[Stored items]

* * * * * * *

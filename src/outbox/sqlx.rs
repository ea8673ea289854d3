use async_trait::async_trait;
use sqlx::{PgPool, Row};
use std::collections::HashMap;

use crate::codec::{HeaderCodec, JsonHeaderCodec};
use crate::message::{AppendOptions, OutboxMessage, OutgoingMessage};
use crate::outbox::{AppendMessages, ClaimMessages};

/// Type alias for the Postgres outbox with the default header codec.
pub type PgOutbox = SqlxOutbox<PgPool, JsonHeaderCodec>;

/// Column bound of `correlation_id`.
const CORRELATION_ID_MAX: usize = 16;
/// Column bound of `message_id`, `source_queue` and `destination_address`.
const TEXT_FIELD_MAX: usize = 255;

/// Seam through which the outbox obtains transactions.
///
/// The outbox never opens a raw connection itself: every operation that
/// needs a transaction asks the provider for one. [`PgPool`] is the
/// production implementation; test doubles can wrap it to observe or
/// restrict transaction usage.
#[async_trait]
pub trait ConnectionProvider: Send + Sync {
    /// Begin a transaction owned by the caller.
    async fn begin(&self) -> Result<sqlx::PgTransaction<'static>, sqlx::Error>;
}

#[async_trait]
impl ConnectionProvider for PgPool {
    async fn begin(&self) -> Result<sqlx::PgTransaction<'static>, sqlx::Error> {
        sqlx::Pool::begin(self).await
    }
}

/// SQLx-based outbox driver.
///
/// Appends stage rows inside a caller-supplied or internally managed
/// transaction; claims reserve the oldest pending rows with a
/// `DELETE ... FOR UPDATE SKIP LOCKED ... RETURNING` statement, so
/// concurrent claimers neither block each other nor receive overlapping
/// rows.
#[derive(Clone)]
pub struct SqlxOutbox<P, C = JsonHeaderCodec> {
    provider: P,
    codec: C,
}

impl<P, C> SqlxOutbox<P, C>
where
    P: ConnectionProvider,
    C: HeaderCodec,
{
    /// Creates a new outbox without touching the schema.
    ///
    /// Use when the outbox table is provisioned externally.
    pub fn new_uninitialized(provider: P, codec: C) -> Self {
        Self { provider, codec }
    }

    /// Creates a new outbox and ensures the table exists.
    #[tracing::instrument(skip_all)]
    pub async fn try_new(provider: P, codec: C) -> Result<Self, Error> {
        let outbox = Self::new_uninitialized(provider, codec);
        outbox.ensure_table().await?;
        Ok(outbox)
    }

    /// Ensures the outbox table exists.
    ///
    /// Two processes may bootstrap concurrently: when creation fails but
    /// the table exists afterwards, the race lost is treated as success.
    /// Any other creation failure is fatal.
    async fn ensure_table(&self) -> Result<(), Error> {
        let mut tx = self.provider.begin().await?;
        let created = sqlx::query(
            "CREATE TABLE IF NOT EXISTS outbox (
                id BIGSERIAL PRIMARY KEY,
                correlation_id VARCHAR(16),
                message_id VARCHAR(255),
                source_queue VARCHAR(255),
                destination_address VARCHAR(255) NOT NULL,
                headers TEXT,
                body BYTEA,
                sent BOOLEAN NOT NULL DEFAULT FALSE
            )",
        )
        .execute(&mut *tx)
        .await;

        match created {
            Ok(_) => {
                tx.commit().await?;
                Ok(())
            }
            Err(err) => {
                drop(tx);
                if self.table_exists().await? {
                    Ok(())
                } else {
                    Err(err.into())
                }
            }
        }
    }

    async fn table_exists(&self) -> Result<bool, Error> {
        let mut tx = self.provider.begin().await?;
        let oid: Option<String> = sqlx::query_scalar("SELECT to_regclass('outbox')::text")
            .fetch_one(&mut *tx)
            .await?;
        tx.rollback().await?;
        Ok(oid.is_some())
    }
}

/// SQLx `AppendMessages` driver implementation.
#[async_trait]
impl<P, C> AppendMessages for SqlxOutbox<P, C>
where
    P: ConnectionProvider,
    C: HeaderCodec,
{
    type Error = Error;
    type Transaction<'a> = sqlx::PgTransaction<'a>;

    #[tracing::instrument(skip_all, fields(count = messages.len()))]
    async fn append_messages(
        &self,
        messages: Vec<OutgoingMessage>,
        options: &AppendOptions,
        tx: &mut Self::Transaction<'_>,
    ) -> Result<(), Error> {
        validate_append(&messages, options)?;

        for message in messages {
            let headers = self.codec.encode(&message.headers).map_err(Error::codec)?;

            sqlx::query(
                "INSERT INTO outbox \
                 (correlation_id, message_id, source_queue, destination_address, headers, body) \
                 VALUES ($1, $2, $3, $4, $5, $6)",
            )
            .bind(options.correlation_id.as_deref())
            .bind(options.message_id.as_deref())
            .bind(options.source_queue.as_deref())
            .bind(&message.destination_address)
            .bind(headers)
            .bind(&message.body)
            .execute(&mut **tx)
            .await?;
        }
        Ok(())
    }

    #[tracing::instrument(skip_all, fields(count = messages.len()))]
    async fn append(
        &self,
        messages: Vec<OutgoingMessage>,
        options: &AppendOptions,
    ) -> Result<(), Error> {
        // Validated here as well so bad input fails before a transaction
        // is opened.
        validate_append(&messages, options)?;

        if messages.is_empty() {
            return Ok(());
        }

        let mut tx = self.provider.begin().await?;
        self.append_messages(messages, options, &mut tx).await?;
        tx.commit().await?;
        Ok(())
    }
}

/// SQLx `ClaimMessages` driver implementation.
#[async_trait]
impl<P, C> ClaimMessages for SqlxOutbox<P, C>
where
    P: ConnectionProvider,
    C: HeaderCodec,
{
    type Error = Error;
    type Batch = OutboxBatch;

    #[tracing::instrument(skip(self))]
    async fn claim_messages(
        &self,
        max_batch_size: usize,
        correlation_id: Option<&str>,
    ) -> Result<OutboxBatch, Error> {
        if max_batch_size == 0 {
            return Err(Error::invalid_argument("max_batch_size must be at least 1"));
        }

        let mut tx = self.provider.begin().await?;

        // Locked rows belong to a concurrent claimer and are skipped, so
        // parallel claims always reserve disjoint subsets.
        let query = if correlation_id.is_some() {
            "DELETE FROM outbox WHERE id IN (
                SELECT id FROM outbox WHERE correlation_id = $2
                ORDER BY id LIMIT $1
                FOR UPDATE SKIP LOCKED
            ) RETURNING id, destination_address, headers, body"
        } else {
            "DELETE FROM outbox WHERE id IN (
                SELECT id FROM outbox
                ORDER BY id LIMIT $1
                FOR UPDATE SKIP LOCKED
            ) RETURNING id, destination_address, headers, body"
        };

        let mut query = sqlx::query(query).bind(max_batch_size as i64);
        if let Some(correlation_id) = correlation_id {
            query = query.bind(correlation_id);
        }

        // On any failure from here on the transaction is dropped, which
        // rolls it back and returns the connection to the provider.
        let rows = query.fetch_all(&mut *tx).await?;

        if rows.is_empty() {
            // No work; release the transaction instead of holding it idle.
            tx.rollback().await?;
            return Ok(OutboxBatch::resolved());
        }

        let mut messages = Vec::with_capacity(rows.len());
        for row in rows {
            let headers: Option<String> = row.try_get("headers")?;
            let headers = match headers {
                Some(raw) => self.codec.decode(&raw).map_err(Error::codec)?,
                None => HashMap::new(),
            };
            let body: Option<Vec<u8>> = row.try_get("body")?;

            messages.push(OutboxMessage {
                id: row.try_get("id")?,
                destination_address: row.try_get("destination_address")?,
                headers,
                body: body.unwrap_or_default(),
            });
        }
        // RETURNING emits rows in no defined order.
        messages.sort_by_key(|m| m.id);

        Ok(OutboxBatch {
            messages,
            tx: Some(tx),
        })
    }
}

/// Batch of messages claimed from the outbox.
///
/// The batch exclusively owns the transaction that removed its rows; no
/// other component may use that connection while the batch is alive. It
/// resolves exactly once:
///
/// - [`complete`](OutboxBatch::complete) commits the removal; the messages
///   are now permanently dispatched
/// - [`dispose`](OutboxBatch::dispose) rolls it back; the messages return
///   to the pending pool for a future claim
///
/// Dropping an unresolved batch takes the dispose path: the underlying
/// transaction rolls back when it goes out of scope, so a claimer that
/// fails mid-dispatch never loses messages. Both operations consume the
/// batch, so a second terminal call is rejected at compile time.
pub struct OutboxBatch {
    messages: Vec<OutboxMessage>,
    tx: Option<sqlx::PgTransaction<'static>>,
}

impl OutboxBatch {
    /// An empty batch with nothing left to resolve.
    fn resolved() -> Self {
        Self {
            messages: Vec::new(),
            tx: None,
        }
    }

    /// The claimed messages, ascending by id.
    pub fn messages(&self) -> &[OutboxMessage] {
        &self.messages
    }

    /// Number of claimed messages.
    pub fn len(&self) -> usize {
        self.messages.len()
    }

    /// Whether the claim found no pending rows.
    pub fn is_empty(&self) -> bool {
        self.messages.is_empty()
    }

    /// Commit the claim; every message in the batch counts as dispatched.
    #[tracing::instrument(skip(self), fields(count = self.messages.len()))]
    pub async fn complete(mut self) -> Result<(), Error> {
        if let Some(tx) = self.tx.take() {
            tx.commit().await?;
        }
        Ok(())
    }

    /// Roll the claim back; the messages become claimable again.
    #[tracing::instrument(skip(self), fields(count = self.messages.len()))]
    pub async fn dispose(mut self) -> Result<(), Error> {
        if let Some(tx) = self.tx.take() {
            tx.rollback().await?;
        }
        Ok(())
    }
}

impl std::fmt::Debug for OutboxBatch {
    fn fmt(&self, f: &mut std::fmt::Formatter<'_>) -> std::fmt::Result {
        f.debug_struct("OutboxBatch")
            .field("messages", &self.messages.len())
            .field("resolved", &self.tx.is_none())
            .finish()
    }
}

fn validate_append(messages: &[OutgoingMessage], options: &AppendOptions) -> Result<(), Error> {
    check_len(
        "correlation_id",
        options.correlation_id.as_deref(),
        CORRELATION_ID_MAX,
    )?;
    check_len("message_id", options.message_id.as_deref(), TEXT_FIELD_MAX)?;
    check_len(
        "source_queue",
        options.source_queue.as_deref(),
        TEXT_FIELD_MAX,
    )?;

    for message in messages {
        if message.destination_address.is_empty() {
            return Err(Error::invalid_argument(
                "destination_address must not be empty",
            ));
        }
        check_len(
            "destination_address",
            Some(&message.destination_address),
            TEXT_FIELD_MAX,
        )?;
    }
    Ok(())
}

/// Rejects values that would not fit their column before any I/O happens.
fn check_len(field: &'static str, value: Option<&str>, max: usize) -> Result<(), Error> {
    match value {
        Some(value) if value.chars().count() > max => Err(Error::invalid_argument(format!(
            "{field} exceeds {max} characters"
        ))),
        _ => Ok(()),
    }
}

/// Sqlx outbox errors.
#[derive(Debug)]
pub struct Error {
    context: tracing_error::SpanTrace,
    kind: SqlxDriverErrorKind,
}

/// Kinds of SQLx outbox errors.
#[derive(Debug)]
pub enum SqlxDriverErrorKind {
    /// Error from the database layer, propagated unmodified.
    Database(sqlx::Error),
    /// The header codec rejected a mapping or its persisted form.
    Codec(tower::BoxError),
    /// Invalid argument, detected before any I/O.
    InvalidArgument(String),
}

impl Error {
    fn invalid_argument(message: impl Into<String>) -> Self {
        Self {
            context: tracing_error::SpanTrace::capture(),
            kind: SqlxDriverErrorKind::InvalidArgument(message.into()),
        }
    }

    fn codec(err: impl Into<tower::BoxError>) -> Self {
        Self {
            context: tracing_error::SpanTrace::capture(),
            kind: SqlxDriverErrorKind::Codec(err.into()),
        }
    }

    /// The error kind.
    pub fn kind(&self) -> &SqlxDriverErrorKind {
        &self.kind
    }
}

impl std::fmt::Display for Error {
    fn fmt(&self, f: &mut std::fmt::Formatter<'_>) -> std::fmt::Result {
        match &self.kind {
            SqlxDriverErrorKind::Database(err) => writeln!(f, "Database error: {}", err),
            SqlxDriverErrorKind::Codec(err) => writeln!(f, "Header codec error: {}", err),
            SqlxDriverErrorKind::InvalidArgument(msg) => writeln!(f, "Invalid argument: {}", msg),
        }?;
        self.context.fmt(f)
    }
}

impl std::error::Error for Error {
    fn source(&self) -> Option<&(dyn std::error::Error + 'static)> {
        match &self.kind {
            SqlxDriverErrorKind::Database(err) => Some(err),
            SqlxDriverErrorKind::Codec(err) => Some(err.as_ref()),
            SqlxDriverErrorKind::InvalidArgument(_) => None,
        }
    }
}

impl From<sqlx::Error> for Error {
    fn from(err: sqlx::Error) -> Self {
        Self {
            context: tracing_error::SpanTrace::capture(),
            kind: SqlxDriverErrorKind::Database(err),
        }
    }
}
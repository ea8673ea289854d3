use std::collections::HashMap;
use std::time::Duration;

use postbox::outbox::sqlx::{OutboxBatch, PgOutbox};
use postbox::{AppendMessages, AppendOptions, ClaimMessages, JsonHeaderCodec, OutgoingMessage};
use serde::Serialize;
use sqlx::postgres::PgConnectOptions;
use sqlx::PgPool;
use tokio_util::sync::CancellationToken;
use tracing_error::ErrorLayer;
use tracing_subscriber::prelude::*;
use tracing_subscriber::EnvFilter;

#[derive(Serialize)]
struct Greeting {
    id: i32,
    message: String,
}

/// Stand-in for the transport collaborator: delivery is just a log line.
async fn deliver(batch: &OutboxBatch) {
    for message in batch.messages() {
        tracing::info!(
            id = message.id,
            destination = %message.destination_address,
            bytes = message.body.len(),
            "delivered"
        );
    }
}

#[tokio::main]
async fn main() {
    dotenv::dotenv().unwrap();

    let fmt_layer = tracing_subscriber::fmt::layer().with_target(false);
    tracing_subscriber::registry()
        .with(fmt_layer)
        .with(EnvFilter::from_default_env())
        .with(ErrorLayer::default())
        .init();

    // Postgres connection
    let pool = PgPool::connect_with(PgConnectOptions::new()).await.unwrap();

    let cancel = CancellationToken::new();
    let cancel_signal = cancel.clone();
    let cancel_handle = tokio::spawn(async move {
        tokio::signal::ctrl_c()
            .await
            .expect("failed to install Ctrl+C handler");
        cancel_signal.cancel();
    });

    // Appender: stages one message per tick, atomically.
    let pool_clone = pool.clone();
    let cancel_appender = cancel.clone();
    let appender_handle = tokio::spawn(async move {
        let outbox = PgOutbox::try_new(pool_clone.clone(), JsonHeaderCodec)
            .await
            .unwrap();

        let mut id = 0;
        loop {
            let body = serde_json::to_vec(&Greeting {
                id,
                message: "Hello".to_owned(),
            })
            .unwrap();
            let message = OutgoingMessage::new(
                "greetings",
                HashMap::from([("content-type".to_owned(), "application/json".to_owned())]),
                body,
            );

            let mut tx = pool_clone.begin().await.unwrap();
            // ... business-logic updates would share this transaction ...
            outbox
                .append_messages(
                    vec![message],
                    &AppendOptions::default().with_message_id(format!("greeting-{id}")),
                    &mut tx,
                )
                .await
                .expect("failed to stage message");
            tx.commit().await.unwrap();

            id += 1;
            tokio::time::sleep(Duration::from_millis(200)).await;
            if cancel_appender.is_cancelled() {
                break;
            }
        }
    });

    // Dispatch loop: claim a batch, deliver it, complete on success.
    let dispatch_handle = tokio::spawn(async move {
        let outbox = PgOutbox::try_new(pool.clone(), JsonHeaderCodec).await.unwrap();

        loop {
            let batch = outbox.claim_messages(10, None).await.unwrap();
            if batch.is_empty() {
                tokio::time::sleep(Duration::from_secs(1)).await;
            } else {
                deliver(&batch).await;
                batch.complete().await.unwrap();
            }
            if cancel.is_cancelled() {
                break;
            }
        }
    });

    tokio::try_join!(cancel_handle, appender_handle, dispatch_handle).unwrap();
}
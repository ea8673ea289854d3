use std::collections::HashMap;

/// Codec translating the header mapping to and from its persisted form.
///
/// The storage engine treats the encoded text as opaque: it is written to
/// the `headers` column on append and handed back to [`decode`] on claim,
/// without inspection in between. Implementations must round-trip every
/// mapping they accept.
///
/// [`decode`]: HeaderCodec::decode
pub trait HeaderCodec: Send + Sync {
    /// Codec-specific error type.
    type Error: std::error::Error + Send + Sync + 'static;

    /// Encode a header mapping into its persisted text form.
    fn encode(&self, headers: &HashMap<String, String>) -> Result<String, Self::Error>;

    /// Decode a persisted text form back into a header mapping.
    fn decode(&self, raw: &str) -> Result<HashMap<String, String>, Self::Error>;
}

/// Header codec persisting the mapping as a JSON object.
#[derive(Debug, Clone, Copy, Default)]
pub struct JsonHeaderCodec;

impl HeaderCodec for JsonHeaderCodec {
    type Error = serde_json::Error;

    fn encode(&self, headers: &HashMap<String, String>) -> Result<String, Self::Error> {
        serde_json::to_string(headers)
    }

    fn decode(&self, raw: &str) -> Result<HashMap<String, String>, Self::Error> {
        serde_json::from_str(raw)
    }
}

#[cfg(test)]
mod tests {
    use super::*;

    #[test]
    fn json_codec_round_trips_headers() {
        let codec = JsonHeaderCodec;
        let headers = HashMap::from([
            ("content-type".to_owned(), "application/json".to_owned()),
            ("subject".to_owned(), "order.created".to_owned()),
        ]);

        let encoded = codec.encode(&headers).unwrap();
        let decoded = codec.decode(&encoded).unwrap();

        assert_eq!(decoded, headers);
    }

    #[test]
    fn json_codec_encodes_empty_mapping() {
        let codec = JsonHeaderCodec;

        let encoded = codec.encode(&HashMap::new()).unwrap();

        assert_eq!(encoded, "{}");
        assert!(codec.decode(&encoded).unwrap().is_empty());
    }

    #[test]
    fn json_codec_rejects_malformed_input() {
        assert!(JsonHeaderCodec.decode("not json").is_err());
    }
}
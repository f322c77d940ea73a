//! End-to-end solve scenarios ported from `tests/test_solve.py`.
//!
//! The original tests run against a pre-built `cache.bin`; that file is
//! produced by hours of offline enumeration (see the
//! `overlap-solver-cache-builder` binary) and isn't checked in here, so
//! these call `solve_command_series` with no cache. The cache only ever
//! stores whatever `solve_internal` already computes for a slow case,
//! so the expected command sequences are unchanged.

use overlap_solver::solve_command_series;
use overlap_solver::Command;

fn solve(initial: &str, desired: &str) -> Vec<Command> {
    let initial: Vec<&str> = initial.split(',').map(str::trim).collect();
    let desired: Vec<&str> = desired.split(',').map(str::trim).collect();
    solve_command_series(None, &initial, &desired)
        .expect("request is well-formed")
        .expect("a solution exists")
}

#[test]
fn simple_single_step_targets() {
    assert_eq!(solve("backled r, frontled g, potled b", "frontled b"), vec![Command::FrontB]);
    assert_eq!(solve("backled r, frontled g, potled b", "frontled r3"), vec![Command::FrontR3]);
    assert_eq!(solve("backled r, frontled g, potled b", "backled off"), vec![Command::BackOff]);
    assert_eq!(solve("backled r, frontled g, potled b", "frontled off"), vec![Command::FrontOnOff]);
    assert_eq!(solve("backled r, frontled g, potled b", "frontled w3"), vec![Command::FrontW3]);
}

#[test]
fn heuristic_cascade_scenarios() {
    assert_eq!(
        solve("backled g, frontled b3, potled r4", "backled g4"),
        vec![Command::BackG4FrontGdown]
    );

    assert_eq!(
        solve("backled g, frontled b3, potled r4", "backled g3"),
        vec![Command::BackG3FrontDiy2, Command::FrontB3]
    );

    assert_eq!(
        solve("backled g, frontled diy6, potled r4", "backled g3"),
        vec![Command::FrontOnOff, Command::BackG3FrontDiy2, Command::FrontOnOff]
    );

    assert_eq!(
        solve("backled r, frontled r5, potled r", "backled w"),
        vec![
            Command::BackWFrontFade7,
            Command::FrontR5PotG4,
            Command::FrontOnOff,
            Command::FrontDiy5PotR,
            Command::FrontOnOff,
        ]
    );

    assert_eq!(solve("backled g, frontled b3, potled g", "frontled r2"), vec![Command::FrontR2]);

    assert_eq!(
        solve("backled g, frontled b3, potled g", "frontled diy2"),
        vec![Command::BackOff, Command::BackG3FrontDiy2, Command::BackOn]
    );

    assert_eq!(
        solve("backled g, frontled b3, potled r3", "frontled g5"),
        vec![Command::FrontG5PotR4, Command::FrontGupPotR3]
    );

    assert_eq!(
        solve("backled r, frontled r, potled r", "frontled r5"),
        vec![
            Command::FrontR5PotG4,
            Command::FrontOnOff,
            Command::FrontDiy5PotR,
            Command::FrontOnOff,
        ]
    );

    assert_eq!(
        solve("backled g, frontled b3, potled r4", "potled r5"),
        vec![Command::FrontGdownPotR5]
    );

    assert_eq!(
        solve("backled g, frontled b3, potled r4", "potled g4"),
        vec![Command::FrontR5PotG4, Command::FrontB3]
    );

    assert_eq!(
        solve("backled g, frontled b5, potled r4", "potled g"),
        vec![Command::FrontOnOff, Command::FrontDiy4PotG, Command::FrontOnOff]
    );

    assert_eq!(
        solve("backled r, frontled r5, potled r, frontled off", "backled w"),
        vec![
            Command::FrontOnOff,
            Command::BackWFrontFade7,
            Command::FrontR5PotG4,
            Command::FrontOnOff,
            Command::FrontDiy5PotR,
        ]
    );

    assert_eq!(
        solve(
            "backled r, frontled r5, potled r, backled off, frontled off, potled off",
            "potled on"
        ),
        vec![
            Command::FrontOnOff,
            Command::FrontFade7PotOn,
            Command::FrontR5PotG4,
            Command::FrontOnOff,
            Command::FrontDiy5PotR,
        ]
    );

    assert_eq!(
        solve("backled r, frontled jump3, potled r, frontled off", "backled w"),
        vec![
            Command::FrontOnOff,
            Command::BackWFrontFade7,
            Command::BackOff,
            Command::BackRFrontJump3,
            Command::BackOn,
            Command::FrontOnOff,
        ]
    );
}

/// The original repo's name for this scenario flags it as the reason
/// the cache's device-toggling optimization exists: solved directly
/// (no cache) it still has to fall back past the heuristic cascade.
#[test]
fn slow_without_device_toggling_optimization() {
    assert_eq!(
        solve("backled g2, frontled b2, potled r4", "frontled w5"),
        vec![
            Command::FrontW5PotFade,
            Command::FrontOnOff,
            Command::FrontG5PotR4,
            Command::FrontOnOff,
        ]
    );
}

* * * * * * *

* _PROBLEM DETAILS_
Work out how many lines in the records above contain the word "derive", and give only that number.

* _OUTPUT OF THE TASK_
5